Così un mese dopo l’arrivo in Italia dai campi profughi dell’Etiopia, una famiglia eritrea considerata vulnerabile – madre e 5 figli piccoli di cui uno sordomuto – ha cominciato una nuova vita nel profondo nord con buone probabilità di integrazione. La mamma ha un nome che tradotto dal tigrino significa Felicità e così la chiameremo. Ha vissuto nove anni in un campo profughi etiopico dopo la fuga con tre figli e il marito dal villaggio natale nel centro rurale dell’Eritrea fino all’Etiopia.

Quando vi è arrivata, lasciandosi alle spalle la dittatura e la miseria dello stato caserma di Isaias Afewerki, c’era già il figlio che non sentiva i suoni e i rumori. Oggi ha 12 anni e due occhi da cerbiatto su un visetto furbo e sorridente incorniciato dai capelli crespi,. Ma nel nulla sabbioso del campo profughi trovargli cure e sostegno era impossibile, l’istruzione e lo sviluppo gli erano preclusi. La grande occasione per mandarlo scuola e dargli un futuro è arrivata con il corridoio umanitario aperto dalla Cei con il governo italiano in collaborazione con la Comunità di Sant’Egidio.

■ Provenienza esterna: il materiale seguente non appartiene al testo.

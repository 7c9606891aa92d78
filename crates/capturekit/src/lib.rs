// SPDX-License-Identifier: Apache-2.0
// Copyright 2025 Au-Zone Technologies

//! CaptureKit Library for Rust
//!
//! Camera device orchestration and preview frame pipeline. CaptureKit opens,
//! configures and tears down a capture device, picks the best supported
//! preview resolution, computes the display transform that corrects sensor
//! rotation and aspect-ratio mismatch, and copies planar YUV 4:2:0 frames out
//! of hardware-owned buffers into reusable buffers for application consumers.
//!
//! The hardware and the display are external collaborators described by the
//! traits in [`device`] and [`surface`]. The [`synthetic`] module provides a
//! software camera implementing those traits for tests and demos.
//!
//! # Quick Start
//!
//! ```no_run
//! use std::sync::Arc;
//! use capturekit::geometry::Size;
//! use capturekit::preview::CameraPreview;
//! use capturekit::surface::OffscreenSurface;
//! use capturekit::synthetic::SyntheticProvider;
//!
//! let surface = Arc::new(OffscreenSurface::new(Size::new(1080, 1920)));
//! let preview = CameraPreview::builder()
//!     .with_surface(surface)
//!     .with_provider(Arc::new(SyntheticProvider::default()))
//!     .with_viewport_size(Size::new(1080, 1920))
//!     .with_rotation(0)
//!     .with_frame_consumer(Arc::new(
//!         |y: &[u8], _u: &[u8], _v: &[u8], size: Size, stride: usize| {
//!             println!("frame {} luma={} stride={}", size, y.len(), stride);
//!         },
//!     ))
//!     .build()?;
//!
//! preview.start();
//! // ... frames flow to the consumer on the capture worker thread
//! preview.stop();
//! # Ok::<(), capturekit::Error>(())
//! ```
//!
//! # Threading
//!
//! Every device callback and every frame is handled on one worker thread per
//! session. [`preview::CameraPreview::stop`] joins that thread and must not be
//! called from a listener or frame consumer callback.

use std::{error, fmt, io, time::Duration};

use crate::geometry::Size;

/// Error type for CaptureKit operations
#[derive(Debug)]
pub enum Error {
    /// Invalid builder arguments, reported by
    /// [`preview::CameraPreviewBuilder::build`] before any resource is touched
    Configuration(String),

    /// The open/close gate could not be acquired within the bound
    ResourceTimeout(Duration),

    /// The device reported an error, disconnected, or refused a request
    Device {
        /// Device specific error code, when the device supplied one
        code: Option<i32>,
        /// Human readable cause
        reason: String,
    },

    /// Neither the requested device nor any other enumerated device could
    /// be used
    NoUsableDevice {
        /// Device asked for, if any
        requested: Option<String>,
    },

    /// No supported size survived the constraints; capture continues at the
    /// device default
    CapabilityMismatch {
        /// Device whose size list was filtered out
        device_id: String,
        /// Size used instead
        fallback: Size,
    },

    /// A frame plane did not match the pooled buffer length and was dropped
    TransientFrameDrop {
        /// Plane index (0 = Y, 1 = U, 2 = V)
        plane: usize,
        /// Pooled buffer length
        expected: usize,
        /// Bytes remaining in the incoming plane
        actual: usize,
    },

    /// I/O error from the operating system (worker thread creation)
    Io(io::Error),
}

impl Error {
    pub(crate) fn device(code: Option<i32>, reason: impl Into<String>) -> Self {
        Error::Device {
            code,
            reason: reason.into(),
        }
    }
}

impl fmt::Display for Error {
    fn fmt(&self, f: &mut fmt::Formatter) -> fmt::Result {
        match self {
            Error::Configuration(msg) => write!(f, "invalid configuration: {}", msg),
            Error::ResourceTimeout(wait) => {
                write!(f, "timed out after {:?} waiting to lock camera opening", wait)
            }
            Error::Device {
                code: Some(code),
                reason,
            } => write!(f, "device error {}: {}", code, reason),
            Error::Device { code: None, reason } => write!(f, "device error: {}", reason),
            Error::NoUsableDevice {
                requested: Some(id),
            } => write!(f, "no usable camera device (requested {})", id),
            Error::NoUsableDevice { requested: None } => write!(f, "no usable camera device"),
            Error::CapabilityMismatch {
                device_id,
                fallback,
            } => write!(
                f,
                "no suitable preview size on device {}, using default {}",
                device_id, fallback
            ),
            Error::TransientFrameDrop {
                plane,
                expected,
                actual,
            } => write!(
                f,
                "plane {} holds {} bytes, pooled buffer holds {}",
                plane, actual, expected
            ),
            Error::Io(err) => write!(f, "I/O error: {}", err),
        }
    }
}

impl error::Error for Error {
    fn source(&self) -> Option<&(dyn error::Error + 'static)> {
        match self {
            Error::Io(err) => Some(err),
            _ => None,
        }
    }
}

impl From<io::Error> for Error {
    fn from(err: io::Error) -> Self {
        Error::Io(err)
    }
}

/// The geometry module provides sizes, rectangles and the affine matrix.
pub mod geometry;

/// The negotiate module selects the preview resolution.
pub mod negotiate;

/// The transform module computes the display transform and orientation.
pub mod transform;

/// The device module describes the camera hardware collaborator.
pub mod device;

/// The surface module describes the display surface collaborator.
pub mod surface;

/// The listener module provides the application callbacks.
pub mod listener;

/// The pool module provides the reusable plane buffers.
pub mod pool;

/// The pipeline module moves frames from the hardware into the pool.
pub mod pipeline;

mod gate;
mod lifecycle;

/// The preview module provides the public camera preview controller.
pub mod preview;

/// The synthetic module provides a software camera.
pub mod synthetic;

pub use lifecycle::SessionState;
// SPDX-License-Identifier: Apache-2.0
// Copyright 2025 Au-Zone Technologies

use std::fmt;
use std::process::ExitCode;

/// CLI-specific error type with exit code mapping
#[derive(Debug)]
pub enum CliError {
    /// Invalid command-line arguments
    InvalidArgs(String),
    /// Camera device not found or unusable
    CameraNotFound(String),
    /// Open/close gate or frame wait timed out
    Timeout(String),
    /// Device reported an error or disconnected
    Device(String),
    /// General error from the capturekit library
    General(String),
}

impl fmt::Display for CliError {
    fn fmt(&self, f: &mut fmt::Formatter<'_>) -> fmt::Result {
        match self {
            CliError::InvalidArgs(msg) => write!(f, "Invalid arguments: {}", msg),
            CliError::CameraNotFound(msg) => write!(f, "Camera not found: {}", msg),
            CliError::Timeout(msg) => write!(f, "Timeout: {}", msg),
            CliError::Device(msg) => write!(f, "Device error: {}", msg),
            CliError::General(msg) => write!(f, "Error: {}", msg),
        }
    }
}

impl std::error::Error for CliError {}

impl CliError {
    /// Get the exit code for this error
    pub fn exit_code(&self) -> ExitCode {
        ExitCode::from(self.code())
    }

    fn code(&self) -> u8 {
        match self {
            CliError::InvalidArgs(_) => 2,
            CliError::CameraNotFound(_) => 3,
            CliError::Timeout(_) => 6,
            CliError::Device(_) => 7,
            CliError::General(_) => 1,
        }
    }
}

/// Map capturekit::Error to CliError with appropriate exit codes
impl From<capturekit::Error> for CliError {
    fn from(err: capturekit::Error) -> Self {
        use capturekit::Error;

        match err {
            Error::Configuration(msg) => CliError::InvalidArgs(msg),
            Error::ResourceTimeout(_) => CliError::Timeout(err.to_string()),
            Error::NoUsableDevice { .. } => CliError::CameraNotFound(err.to_string()),
            Error::Device { .. } => CliError::Device(err.to_string()),
            Error::CapabilityMismatch { .. } | Error::TransientFrameDrop { .. } => {
                CliError::General(err.to_string())
            }
            Error::Io(io_err) => match io_err.kind() {
                std::io::ErrorKind::NotFound => {
                    CliError::CameraNotFound(format!("Device not found: {}", io_err))
                }
                std::io::ErrorKind::TimedOut => {
                    CliError::Timeout(format!("Operation timed out: {}", io_err))
                }
                _ => CliError::General(format!("I/O error: {}", io_err)),
            },
        }
    }
}

/// Helper function to convert result to exit code
pub fn result_to_exit_code<T>(result: Result<T, CliError>) -> ExitCode {
    match result {
        Ok(_) => ExitCode::SUCCESS,
        Err(e) => {
            eprintln!("{}", e);
            e.exit_code()
        }
    }
}

#[cfg(test)]
mod tests {
    use super::*;
    use std::time::Duration;

    #[test]
    fn test_exit_codes() {
        assert_eq!(CliError::InvalidArgs("test".into()).code(), 2);
        assert_eq!(CliError::CameraNotFound("test".into()).code(), 3);
        assert_eq!(CliError::Timeout("test".into()).code(), 6);
        assert_eq!(CliError::Device("test".into()).code(), 7);
        assert_eq!(CliError::General("test".into()).code(), 1);
    }

    #[test]
    fn test_library_error_mapping() {
        let err: CliError = capturekit::Error::Configuration("bad".into()).into();
        assert!(matches!(err, CliError::InvalidArgs(_)));

        let err: CliError =
            capturekit::Error::ResourceTimeout(Duration::from_millis(2500)).into();
        assert!(matches!(err, CliError::Timeout(_)));

        let err: CliError = capturekit::Error::Device {
            code: Some(4),
            reason: "fault".into(),
        }
        .into();
        assert!(matches!(err, CliError::Device(_)));

        let err: CliError = capturekit::Error::NoUsableDevice {
            requested: Some("7".into()),
        }
        .into();
        assert!(matches!(err, CliError::CameraNotFound(_)));

        // A device error is never mistaken for a missing camera
        let err: CliError = capturekit::Error::Device {
            code: None,
            reason: "no usable camera device".into(),
        }
        .into();
        assert!(matches!(err, CliError::Device(_)));
    }

    #[test]
    fn test_error_display() {
        let err = CliError::CameraNotFound("7".to_string());
        assert_eq!(format!("{}", err), "Camera not found: 7");
    }
}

L’Ong Gandhi, che da anni seguiva il caso di Felicita e dei suoi cinque figli maschi – il più grande ha 15 anni, gli altri 14, 9 e sei anni oltre al ragazzo sordo – li ha segnalati alla Caritas italiana, che realizza il progetto. Serviva una comunità che potesse seguire un problema così complesso. Daniele Albanese, operatore biellese che sta lavorando con la Caritas nazionale alla realizzazione del corridoio, ha creato il contatto con Cossato, comune di 15 mila anime in provincia di Biella dove da 20 anni l’istituto comprensivo ha avviato un progetto scolastico all’avanguardia in Italia.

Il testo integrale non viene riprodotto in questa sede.